If you've been reading our blog for the past few years you may have seen a post we made in December 2019 where we detailed our inference engine called Raven. This is the software we created that runs not only on each of our nodes for real-time inference but also on separate dedicated hardware tailored specifically for post-processing inference.

Since that post we've changed where and how Raven functions. We broke up our single dedicated inference server (STYX) into many separate servers and repurposed STYX as a distributor of work instead of a processor for Raven. We had to do this due to the service becoming so popular we couldn't process the volume of addresses we were receiving in a time frame that made sense.

This month we've been hard at work improving Raven and the associated infrastructure that supports it. We've reached a scale where traditional databases, storage systems and networking are not scaling for our use case, we want to be able to process many more addresses per second and in a more thorough way which requires more resources at every link in the chain from the way addresses are collected, transported through our infrastructure, processed and delivered back to our cluster nodes.

To this end we've completely changed how addresses are collected from our cluster, it's now multithreaded and scales seamlessly to the volume of data waiting to be picked up. We're also now storing addresses in a high-performance in-memory database served by MariaDB. We're seeing very high transaction throughput combined with extremely low CPU utilisation from MariaDB and in-fact this one change from our prior custom solution reduced CPU usage from 97% to 30% on our work distribution server.

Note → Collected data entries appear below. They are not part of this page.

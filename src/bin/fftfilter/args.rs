// SPDX-License-Identifier: MPL-2.0

//! Command-line argument definitions and conversion to run options.

use clap::{Parser, ValueEnum};
use std::path::PathBuf;

use fftfilter::{FilterOptions, Method, Options};

#[derive(Debug, Clone, Copy, ValueEnum)]
pub enum MethodArg {
    /// Transform and transform back, leaving the image unchanged
    #[value(name = "nop")]
    Nop,
    /// Gaussian blur, see --weight
    #[value(name = "gaussian")]
    Gaussian,
    /// False color view of the magnitude spectrum
    #[value(name = "spectrum")]
    Spectrum,
    /// Halve the image size (Mitchell anti-aliasing)
    #[value(name = "downscale2x")]
    Downscale2x,
    /// Double the image size (Lanczos window)
    #[value(name = "upscale2x")]
    Upscale2x,
}

impl MethodArg {
    pub fn to_method(self) -> Method {
        match self {
            MethodArg::Nop => Method::Nop,
            MethodArg::Gaussian => Method::Gaussian,
            MethodArg::Spectrum => Method::Spectrum,
            MethodArg::Downscale2x => Method::Downscale2x,
            MethodArg::Upscale2x => Method::Upscale2x,
        }
    }
}

#[derive(Parser, Debug)]
#[command(name = "fftfilter", version)]
#[command(about = "Frequency-domain image filters: blur, spectrum view and 2x resampling")]
pub struct Args {
    /// Input image
    #[arg(short, long)]
    pub input: PathBuf,

    /// Output image, the format follows the extension
    #[arg(short, long)]
    pub output: PathBuf,

    /// Standard deviation of the gaussian kernel, in pixels
    #[arg(short, long, default_value_t = 10.0)]
    pub weight: f64,

    /// Maximum number of mirrored pixels added on each side
    #[arg(short = 'x', long, default_value_t = 64)]
    pub extend: u32,

    /// Filter to apply
    #[arg(short, long, value_enum, default_value_t = MethodArg::Gaussian)]
    pub method: MethodArg,

    /// Put zero frequency in the middle of the spectrum view
    #[arg(long)]
    pub center_spectrum: bool,

    /// Log filter, overridden by RUST_LOG
    #[arg(long, default_value = "info")]
    pub log_level: String,
}

impl Args {
    pub fn to_options(&self) -> Options {
        Options {
            input: self.input.clone(),
            output: self.output.clone(),
            filter: FilterOptions {
                method: self.method.to_method(),
                weight: self.weight,
                extend: self.extend,
                center_spectrum: self.center_spectrum,
            },
        }
    }
}
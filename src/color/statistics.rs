//! Robust color statistics over sampled pixels
//!
//! - Per-channel trimmed mean for a representative color
//! - Quantized histogram bucketing for the most frequent colors
//!
//! Bucketing is deterministic: buckets keep first-seen order and are sorted
//! with a stable sort, so equal counts keep that order.

use indexmap::IndexMap;
use serde::{Deserialize, Serialize};

use super::conversion::{rgb_to_hsl, to_hex, Hsl, Rgb};
use crate::constants::{extraction, sampling};

/// A frequent color within a sampled region
#[derive(Debug, Clone, PartialEq, Serialize, Deserialize)]
pub struct DominantColor {
    pub rgb: Rgb,
    pub hsl: Hsl,
    pub hex: String,
    /// Share of sampled pixels in this bucket (0.0-1.0)
    pub frequency: f64,
}

impl DominantColor {
    pub fn new(rgb: Rgb, frequency: f64) -> Self {
        Self {
            rgb,
            hsl: rgb_to_hsl(rgb),
            hex: to_hex(rgb),
            frequency,
        }
    }
}

/// Fallback color for regions without usable pixels
pub fn neutral_gray() -> Rgb {
    let [r, g, b] = sampling::NEUTRAL_GRAY;
    Rgb::new(r, g, b)
}

/// Median of an ascending slice; 0.0 for an empty slice
fn median(sorted: &[f64]) -> f64 {
    match sorted.len() {
        0 => 0.0,
        n if n % 2 == 1 => sorted[n / 2],
        n => (sorted[n / 2 - 1] + sorted[n / 2]) / 2.0,
    }
}

/// Mean after dropping `trim_ratio` of the values from each end
///
/// Falls back to the median when trimming leaves nothing, so the result is
/// never NaN.
pub fn trimmed_mean_with_ratio(values: &[f64], trim_ratio: f64) -> f64 {
    let mut sorted = values.to_vec();
    sorted.sort_by(|a, b| a.total_cmp(b));

    let trim = (sorted.len() as f64 * trim_ratio).floor() as usize;
    let kept = sorted.get(trim..sorted.len().saturating_sub(trim)).unwrap_or(&[]);

    if kept.is_empty() {
        return median(&sorted);
    }
    kept.iter().sum::<f64>() / kept.len() as f64
}

/// Mean after dropping 10% of the values from each end
pub fn trimmed_mean(values: &[f64]) -> f64 {
    trimmed_mean_with_ratio(values, extraction::TRIM_RATIO)
}

/// Representative color using a per-channel trimmed mean
pub fn extract_average_color_with_ratio(pixels: &[Rgb], trim_ratio: f64) -> Rgb {
    if pixels.is_empty() {
        return neutral_gray();
    }

    let channel = |select: fn(&Rgb) -> u8| {
        let values: Vec<f64> = pixels.iter().map(|p| select(p) as f64).collect();
        trimmed_mean_with_ratio(&values, trim_ratio).round().clamp(0.0, 255.0) as u8
    };

    Rgb::new(channel(|p| p.red), channel(|p| p.green), channel(|p| p.blue))
}

/// Representative color using the default 10% trim
pub fn extract_average_color(pixels: &[Rgb]) -> Rgb {
    extract_average_color_with_ratio(pixels, extraction::TRIM_RATIO)
}

#[derive(Default)]
struct Bucket {
    sum: [u64; 3],
    count: usize,
}

/// Most frequent colors after quantizing each channel by `shift` bits
///
/// Each result is the mean of the pixels in its bucket, with frequency
/// relative to all pixels given. Shifts above 7 are treated as 7.
pub fn dominant_colors(pixels: &[Rgb], k: usize, shift: u8) -> Vec<DominantColor> {
    if pixels.is_empty() || k == 0 {
        return Vec::new();
    }

    let shift = shift.min(7);

    let mut buckets: IndexMap<(u8, u8, u8), Bucket> = IndexMap::new();
    for p in pixels {
        let key = (p.red >> shift, p.green >> shift, p.blue >> shift);
        let bucket = buckets.entry(key).or_default();
        bucket.sum[0] += p.red as u64;
        bucket.sum[1] += p.green as u64;
        bucket.sum[2] += p.blue as u64;
        bucket.count += 1;
    }

    log::trace!("{} pixels fell into {} color buckets", pixels.len(), buckets.len());

    let mut ranked: Vec<Bucket> = buckets.into_values().collect();
    ranked.sort_by(|a, b| b.count.cmp(&a.count));

    let total = pixels.len() as f64;
    ranked
        .into_iter()
        .take(k)
        .map(|bucket| {
            let n = bucket.count as u64;
            let mean = |i: usize| ((bucket.sum[i] as f64) / n as f64).round() as u8;
            DominantColor::new(
                Rgb::new(mean(0), mean(1), mean(2)),
                bucket.count as f64 / total,
            )
        })
        .collect()
}

#[cfg(test)]
mod tests {
    use super::*;

    #[test]
    fn test_trimmed_mean_constant() {
        assert_eq!(trimmed_mean(&[50.0; 100]), 50.0);
    }

    #[test]
    fn test_trimmed_mean_empty_is_not_nan() {
        let mean = trimmed_mean(&[]);
        assert!(!mean.is_nan());
        assert_eq!(mean, 0.0);
    }

    #[test]
    fn test_trimmed_mean_drops_outliers() {
        let mut values = vec![100.0; 18];
        values.push(0.0);
        values.push(255.0);
        // 20 values: one dropped from each end
        assert_eq!(trimmed_mean(&values), 100.0);
    }

    #[test]
    fn test_trimmed_mean_small_inputs() {
        // Fewer than ten values trim nothing
        assert_eq!(trimmed_mean(&[1.0, 2.0, 6.0]), 3.0);
        assert_eq!(trimmed_mean(&[7.0]), 7.0);
    }

    #[test]
    fn test_trimmed_mean_full_trim_uses_median() {
        assert_eq!(trimmed_mean_with_ratio(&[1.0, 2.0, 9.0, 10.0], 0.5), 5.5);
        assert_eq!(trimmed_mean_with_ratio(&[1.0, 2.0, 9.0], 0.5), 2.0);
    }

    #[test]
    fn test_extract_average_color_empty_is_gray() {
        assert_eq!(extract_average_color(&[]), Rgb::new(128, 128, 128));
    }

    #[test]
    fn test_extract_average_color_ignores_specks() {
        let mut pixels = vec![Rgb::new(20, 40, 200); 45];
        pixels.push(Rgb::new(255, 255, 255));
        pixels.push(Rgb::new(255, 255, 255));
        pixels.push(Rgb::new(0, 0, 0));
        pixels.push(Rgb::new(0, 0, 0));
        pixels.push(Rgb::new(255, 255, 255));

        assert_eq!(extract_average_color(&pixels), Rgb::new(20, 40, 200));
    }

    #[test]
    fn test_dominant_colors_ranking() {
        let mut pixels = vec![Rgb::new(200, 10, 10); 6];
        pixels.extend(vec![Rgb::new(10, 10, 200); 3]);
        pixels.push(Rgb::new(10, 200, 10));

        let dominant = dominant_colors(&pixels, 2, 4);
        assert_eq!(dominant.len(), 2);
        assert_eq!(dominant[0].rgb, Rgb::new(200, 10, 10));
        assert!((dominant[0].frequency - 0.6).abs() < 1e-9);
        assert_eq!(dominant[1].rgb, Rgb::new(10, 10, 200));
        assert!((dominant[1].frequency - 0.3).abs() < 1e-9);
    }

    #[test]
    fn test_dominant_colors_bucket_mean() {
        // Same bucket with shift 4: 0xC0..0xCF
        let pixels = vec![Rgb::new(192, 0, 0), Rgb::new(200, 0, 0)];
        let dominant = dominant_colors(&pixels, 3, 4);
        assert_eq!(dominant.len(), 1);
        assert_eq!(dominant[0].rgb, Rgb::new(196, 0, 0));
        assert_eq!(dominant[0].frequency, 1.0);
    }

    #[test]
    fn test_dominant_colors_ties_keep_first_seen_order() {
        let pixels = vec![
            Rgb::new(10, 200, 10),
            Rgb::new(200, 10, 10),
            Rgb::new(200, 10, 10),
            Rgb::new(10, 200, 10),
            Rgb::new(10, 10, 200),
        ];

        let dominant = dominant_colors(&pixels, 3, 4);
        assert_eq!(dominant[0].rgb, Rgb::new(10, 200, 10));
        assert_eq!(dominant[1].rgb, Rgb::new(200, 10, 10));
        assert_eq!(dominant[2].rgb, Rgb::new(10, 10, 200));
    }

    #[test]
    fn test_dominant_colors_oversized_shift() {
        let pixels = vec![Rgb::new(0, 0, 0), Rgb::new(255, 255, 255), Rgb::new(255, 255, 255)];

        // Seven bits leaves one bucket per channel half
        let dominant = dominant_colors(&pixels, 3, 8);
        assert_eq!(dominant, dominant_colors(&pixels, 3, 7));
        assert_eq!(dominant.len(), 2);
        assert_eq!(dominant[0].rgb, Rgb::new(255, 255, 255));
    }
}
//! Error types for the outfit_colors library

use thiserror::Error;

/// Result type alias for outfit_colors operations
pub type Result<T> = std::result::Result<T, AnalysisError>;

/// Error types for the fallible edges of the library.
///
/// The analysis functions themselves are total: they clamp geometry and fall
/// back to sentinel values instead of failing. Errors only arise when a pixel
/// buffer is constructed, a hex string is parsed or configuration is loaded.
#[derive(Error, Debug)]
pub enum AnalysisError {
    /// Pixel data does not match the declared geometry
    #[error("Invalid pixel buffer: {reason}")]
    InvalidBuffer { reason: String },

    /// Hex color string could not be parsed
    #[error("Invalid hex color: {value}")]
    InvalidHex { value: String },

    /// Invalid input parameters
    #[error("Invalid parameter: {parameter} = {value}")]
    InvalidParameter { parameter: String, value: String },

    /// Configuration file could not be read or written
    #[error("Configuration I/O error: {0}")]
    ConfigIo(#[from] std::io::Error),

    /// Configuration file is not valid JSON for `AnalysisConfig`
    #[error("Configuration format error: {0}")]
    ConfigFormat(#[from] serde_json::Error),
}

impl AnalysisError {
    /// Create an invalid buffer error
    pub fn invalid_buffer(reason: impl Into<String>) -> Self {
        Self::InvalidBuffer {
            reason: reason.into(),
        }
    }

    /// Create an invalid parameter error
    pub fn invalid_parameter(parameter: impl Into<String>, value: impl ToString) -> Self {
        Self::InvalidParameter {
            parameter: parameter.into(),
            value: value.to_string(),
        }
    }

    /// Check if this error comes from caller input rather than the environment
    pub fn is_input_error(&self) -> bool {
        matches!(
            self,
            AnalysisError::InvalidBuffer { .. }
                | AnalysisError::InvalidHex { .. }
                | AnalysisError::InvalidParameter { .. }
        )
    }

    /// Get user-friendly error description for application display
    pub fn user_message(&self) -> String {
        match self {
            AnalysisError::InvalidBuffer { .. } => {
                "The photo could not be read. Please try capturing it again.".to_string()
            }
            AnalysisError::InvalidHex { value } => {
                format!("\"{}\" is not a valid color. Use the #RRGGBB format.", value)
            }
            AnalysisError::InvalidParameter { parameter, .. } => {
                format!("The analysis setting \"{}\" is out of range.", parameter)
            }
            AnalysisError::ConfigIo(_) | AnalysisError::ConfigFormat(_) => {
                "Analysis settings could not be loaded. Default settings will be used.".to_string()
            }
        }
    }
}
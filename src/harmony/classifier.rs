//! Color harmony classification
//!
//! Classifies 2-3 garment colors into a color-theory relationship:
//! - Achromatic and neutral-anchored outfits are decided by the neutral split
//! - Outfits with two or more chromatic colors go through an ordered rule
//!   table over pairwise hue differences, where the first matching rule wins
//!
//! Rule order is significant: later rules assume earlier ones did not match.

use std::fmt;

use serde::{Deserialize, Serialize};

use super::temperature::{analyze_temperature, TemperatureAnalysis};
use crate::color::{hue_difference, ColorRecord};
use crate::constants::harmony::*;

/// Color harmony classification
#[derive(Debug, Clone, Copy, PartialEq, Eq, Hash, Serialize, Deserialize)]
pub enum HarmonyType {
    SingleColor,
    /// Only neutrals; `contrast` when the lightness range is wide
    Achromatic { contrast: bool },
    /// One chromatic color over neutrals; `pop` when it is saturated
    NeutralAnchored { pop: bool },
    /// Chromatics share a hue; `flat` without saturation or lightness variation
    Monochromatic { flat: bool },
    Analogous,
    SplitComplementary,
    /// Opposite hues; `bold` when saturated with no neutral anchor
    Complementary { bold: bool },
    Triadic,
    /// Clashing hues rescued by a neutral
    Tension,
    ColorClash,
    WarmHarmony,
    CoolHarmony,
    Mixed,
}

impl HarmonyType {
    /// Display label
    pub fn label(self) -> &'static str {
        match self {
            Self::SingleColor => "Single Color",
            Self::Achromatic { contrast: true } => "Achromatic Contrast",
            Self::Achromatic { contrast: false } => "Achromatic",
            Self::NeutralAnchored { pop: true } => "Neutral-Anchored Pop",
            Self::NeutralAnchored { pop: false } => "Neutral-Anchored",
            Self::Monochromatic { flat: false } => "Monochromatic",
            Self::Monochromatic { flat: true } => "Monochromatic - Flat",
            Self::Analogous => "Analogous",
            Self::SplitComplementary => "Split-Complementary",
            Self::Complementary { bold: true } => "Complementary - Bold",
            Self::Complementary { bold: false } => "Complementary",
            Self::Triadic => "Triadic",
            Self::Tension => "Tension (Neutral-Rescued)",
            Self::ColorClash => "Color Clash",
            Self::WarmHarmony => "Warm Harmony",
            Self::CoolHarmony => "Cool Harmony",
            Self::Mixed => "Mixed",
        }
    }

    /// Human-readable explanation template
    pub fn explanation(self) -> &'static str {
        match self {
            Self::SingleColor => "Only one color was detected, so there is no relationship to judge.",
            Self::Achromatic { contrast: true } => {
                "Black, white and gray with strong light-dark contrast: crisp and graphic."
            }
            Self::Achromatic { contrast: false } => {
                "An all-neutral palette: understated and easy to wear."
            }
            Self::NeutralAnchored { pop: true } => {
                "A single vivid color pops against a neutral base."
            }
            Self::NeutralAnchored { pop: false } => {
                "One soft color grounded by neutrals: balanced and versatile."
            }
            Self::Monochromatic { flat: false } => {
                "Shades of one hue with varied depth create a cohesive tonal look."
            }
            Self::Monochromatic { flat: true } => {
                "One hue at nearly the same depth throughout, which can read as flat."
            }
            Self::Analogous => "Neighboring hues on the color wheel blend naturally.",
            Self::SplitComplementary => {
                "A hue paired with neighbors of its opposite: contrast with less tension."
            }
            Self::Complementary { bold: true } => {
                "Saturated opposite hues with no neutral relief: loud and attention-grabbing."
            }
            Self::Complementary { bold: false } => {
                "Opposite hues on the color wheel make each other stand out."
            }
            Self::Triadic => "Three evenly spaced hues create a lively, balanced palette.",
            Self::Tension => "The hues compete, but a neutral piece keeps the look together.",
            Self::ColorClash => "Saturated hues at awkward distances compete for attention.",
            Self::WarmHarmony => "All colors come from the warm family and feel cohesive.",
            Self::CoolHarmony => "All colors come from the cool family and feel cohesive.",
            Self::Mixed => "The colors do not follow a classic harmony pattern.",
        }
    }
}

impl fmt::Display for HarmonyType {
    fn fmt(&self, f: &mut fmt::Formatter<'_>) -> fmt::Result {
        f.write_str(self.label())
    }
}

/// Measurements behind a classification
#[derive(Debug, Clone, PartialEq, Serialize, Deserialize)]
pub struct HarmonyDetails {
    pub neutral_count: usize,
    pub chromatic_count: usize,
    /// Pairwise hue statistics, present with two or more chromatic colors
    pub max_hue_difference: Option<f64>,
    pub avg_hue_difference: Option<f64>,
    /// Mean saturation of the chromatic colors
    pub avg_saturation: Option<f64>,
    pub temperature_coherence: f64,
}

/// Harmony classification of a set of garment colors
#[derive(Debug, Clone, PartialEq, Serialize, Deserialize)]
pub struct HarmonyResult {
    pub harmony_type: HarmonyType,
    /// 0-100
    pub score: u32,
    pub explanation: String,
    pub details: HarmonyDetails,
}

impl HarmonyResult {
    fn new(harmony_type: HarmonyType, score: u32, details: HarmonyDetails) -> Self {
        Self {
            harmony_type,
            score: score.min(100),
            explanation: harmony_type.explanation().to_string(),
            details,
        }
    }
}

/// Statistics over the chromatic colors of an outfit
struct ChromaticProfile {
    count: usize,
    has_neutral: bool,
    hue_diffs: Vec<f64>,
    max_diff: f64,
    min_diff: f64,
    avg_diff: f64,
    avg_saturation: f64,
    saturation_range: f64,
    lightness_range: f64,
    temperature: TemperatureAnalysis,
}

impl ChromaticProfile {
    fn new(chromatics: &[&ColorRecord], neutral_count: usize, temperature: TemperatureAnalysis) -> Self {
        let mut hue_diffs = Vec::new();
        for (i, a) in chromatics.iter().enumerate() {
            for b in &chromatics[i + 1..] {
                hue_diffs.push(hue_difference(a.hsl.h, b.hsl.h));
            }
        }

        let max_diff = hue_diffs.iter().copied().fold(0.0, f64::max);
        let min_diff = hue_diffs.iter().copied().fold(f64::INFINITY, f64::min);
        let avg_diff = hue_diffs.iter().sum::<f64>() / hue_diffs.len().max(1) as f64;

        let saturations: Vec<f64> = chromatics.iter().map(|c| c.hsl.s).collect();
        let lightnesses: Vec<f64> = chromatics.iter().map(|c| c.hsl.l).collect();

        Self {
            count: chromatics.len(),
            has_neutral: neutral_count > 0,
            hue_diffs,
            max_diff,
            min_diff,
            avg_diff,
            avg_saturation: saturations.iter().sum::<f64>() / saturations.len().max(1) as f64,
            saturation_range: range(&saturations),
            lightness_range: range(&lightnesses),
            temperature,
        }
    }

    fn is_coherent(&self) -> bool {
        self.temperature.coherence >= 1.0
    }
}

type Rule = fn(&ChromaticProfile) -> Option<(HarmonyType, u32)>;

/// Rules for two or more chromatic colors, in priority order
const CHROMATIC_RULES: [Rule; 7] = [
    monochromatic,
    analogous,
    split_complementary,
    complementary,
    triadic,
    clash,
    temperature_family,
];

fn monochromatic(p: &ChromaticProfile) -> Option<(HarmonyType, u32)> {
    if p.max_diff >= MONOCHROMATIC_MAX_DIFF {
        return None;
    }
    let varied = p.saturation_range > MONOCHROMATIC_MIN_RANGE || p.lightness_range > MONOCHROMATIC_MIN_RANGE;
    Some(if varied {
        (HarmonyType::Monochromatic { flat: false }, 87)
    } else {
        (HarmonyType::Monochromatic { flat: true }, 68)
    })
}

fn analogous(p: &ChromaticProfile) -> Option<(HarmonyType, u32)> {
    if p.max_diff > ANALOGOUS_MAX_DIFF {
        return None;
    }
    let mut score = 88;
    if p.has_neutral {
        score += 5;
    }
    if p.is_coherent() {
        score += 3;
    }
    Some((HarmonyType::Analogous, score.min(100)))
}

fn split_complementary(p: &ChromaticProfile) -> Option<(HarmonyType, u32)> {
    let (low, high) = SPLIT_COMPLEMENTARY_RANGE;
    p.hue_diffs
        .iter()
        .any(|d| (low..=high).contains(d))
        .then_some((HarmonyType::SplitComplementary, 84))
}

fn complementary(p: &ChromaticProfile) -> Option<(HarmonyType, u32)> {
    if p.max_diff < COMPLEMENTARY_MIN_DIFF {
        return None;
    }
    Some(if p.avg_saturation > BOLD_MIN_SATURATION && !p.has_neutral {
        (HarmonyType::Complementary { bold: true }, 75)
    } else if p.has_neutral {
        (HarmonyType::Complementary { bold: false }, 90)
    } else {
        (HarmonyType::Complementary { bold: false }, 84)
    })
}

fn triadic(p: &ChromaticProfile) -> Option<(HarmonyType, u32)> {
    let (low, high) = TRIADIC_PAIR_RANGE;
    let evenly_spaced = p.hue_diffs.iter().all(|d| (low..=high).contains(d))
        || p.max_diff - p.min_diff < TRIADIC_MAX_SPREAD;

    (p.count >= 3 && evenly_spaced && p.avg_diff >= TRIADIC_MIN_AVG_DIFF)
        .then_some((HarmonyType::Triadic, 82))
}

fn clash(p: &ChromaticProfile) -> Option<(HarmonyType, u32)> {
    let (low, high) = CLASH_AVG_DIFF;
    if !(low..high).contains(&p.avg_diff) || p.avg_saturation <= CLASH_MIN_SATURATION {
        return None;
    }
    Some(if p.count <= 2 && p.has_neutral {
        (HarmonyType::Tension, 62)
    } else if p.temperature.is_mixed() {
        (HarmonyType::ColorClash, 32)
    } else {
        (HarmonyType::ColorClash, 40)
    })
}

fn temperature_family(p: &ChromaticProfile) -> Option<(HarmonyType, u32)> {
    if !p.is_coherent() {
        return None;
    }
    Some(if p.temperature.warm_count > 0 {
        (HarmonyType::WarmHarmony, 78)
    } else {
        (HarmonyType::CoolHarmony, 78)
    })
}

fn mixed(p: &ChromaticProfile) -> (HarmonyType, u32) {
    let neutral_bonus = if p.has_neutral { 5.0 } else { 0.0 };
    let score = (50.0 + 15.0 * p.temperature.coherence + neutral_bonus).min(70.0);
    (HarmonyType::Mixed, score.round() as u32)
}

fn range(values: &[f64]) -> f64 {
    let max = values.iter().copied().fold(f64::NEG_INFINITY, f64::max);
    let min = values.iter().copied().fold(f64::INFINITY, f64::min);
    if values.is_empty() {
        0.0
    } else {
        max - min
    }
}

/// Classify the relationship between garment colors
///
/// Accepts 2-3 colors; fewer than two yields [`HarmonyType::SingleColor`].
pub fn analyze_harmony(colors: &[ColorRecord]) -> HarmonyResult {
    let temperature = analyze_temperature(colors);
    let (neutrals, chromatics): (Vec<&ColorRecord>, Vec<&ColorRecord>) =
        colors.iter().partition(|c| c.is_neutral());

    let mut details = HarmonyDetails {
        neutral_count: neutrals.len(),
        chromatic_count: chromatics.len(),
        max_hue_difference: None,
        avg_hue_difference: None,
        avg_saturation: None,
        temperature_coherence: temperature.coherence,
    };

    let result = if colors.len() < 2 {
        HarmonyResult::new(HarmonyType::SingleColor, 50, details)
    } else if chromatics.is_empty() {
        let lightnesses: Vec<f64> = neutrals.iter().map(|c| c.hsl.l).collect();
        if range(&lightnesses) > ACHROMATIC_CONTRAST_RANGE {
            HarmonyResult::new(HarmonyType::Achromatic { contrast: true }, 85, details)
        } else {
            HarmonyResult::new(HarmonyType::Achromatic { contrast: false }, 72, details)
        }
    } else if chromatics.len() == 1 {
        details.avg_saturation = Some(chromatics[0].hsl.s);
        if chromatics[0].hsl.s > POP_MIN_SATURATION {
            HarmonyResult::new(HarmonyType::NeutralAnchored { pop: true }, 88, details)
        } else {
            HarmonyResult::new(HarmonyType::NeutralAnchored { pop: false }, 80, details)
        }
    } else {
        let profile = ChromaticProfile::new(&chromatics, neutrals.len(), temperature);
        details.max_hue_difference = Some(profile.max_diff);
        details.avg_hue_difference = Some(profile.avg_diff);
        details.avg_saturation = Some(profile.avg_saturation);

        let (harmony_type, score) = CHROMATIC_RULES
            .iter()
            .find_map(|rule| rule(&profile))
            .unwrap_or_else(|| mixed(&profile));
        HarmonyResult::new(harmony_type, score, details)
    };

    log::debug!(
        "Harmony: {} (score {}, {} neutral / {} chromatic)",
        result.harmony_type,
        result.score,
        result.details.neutral_count,
        result.details.chromatic_count
    );
    result
}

But that's not all, Raven for us is more than just a data analysis tool, it also includes what we call agents which allow it to be extended with plugins that serve as data collectors and data formatters. Essentially a way to feed Raven auxiliary data through a multitude of means. For instance processing firewall logs from our data partners or even agents that probe addresses directly to see if they're running proxy servers.

That last agent we mentioned that probes addresses directly has become a very important tool for Raven because it provides conclusive evidence which helps to reinforce its prior conclusions and thus help it to make better decisions in the future. Another advantage of this particular agent is its ability to find new proxies from where we have no data. This is important because we, like all anti-proxy services, operate a network of scrapers which scour websites that publish proxy and vpn addresses in an attempt to collect as much data about bad addresses as possible.

The problem however is many of these websites have data that overlaps with one another and so there is not many sites publishing proxies that we don't already know about. We spend a lot of time locating new sites and often even if they list thousands of addresses as being seen within the past several minutes we already detect 99.9% to 100% of them. So the ability to seek out unique addresses that have never been published publicly is important if we want to have a full picture which is certainly our goal.

And indeed we do find many unique proxies on our own, in-fact we find hundreds of unique proxies daily that have never and in some cases will never be listed on publicly accessible proxy indexing websites. With how important this agent is to our service we spent the last few days rewriting it to be faster and smarter. We've come up with some subnet searching algorithms that increase the chances of finding bad addresses without needing to scan an entire service providers address range in addition to some other improvements that we're going to keep close to our chest for now due to their trade secret value.

The last piece of the puzzle has been iterating on Ravens inference models. In the past we would collect a subset of important decisions and their outcomes to train Raven. It would actually almost take a month each time. But we've been able to improve the training time by breaking up the data into smaller units which can be iterated on across different computers. In addition to that we upgraded our main workstation that we would traditionally compute these models on which has cut the training time in half. We're now able to produce a new model in 8 days down from the 26 days it took previously which is a significant improvement that allows us to tweak Raven more often.

So that's what we wanted to share with you today. If you often monitor our threats page which is where we post unique proxies we've found that haven't been seen on indexing websites before you may notice a vast increase in the postings over the past 2 days. This is going to continue to ramp up as we further tweak the new software and find the right balance between detection rate and processing throughput.

Thanks for reading and have a great week!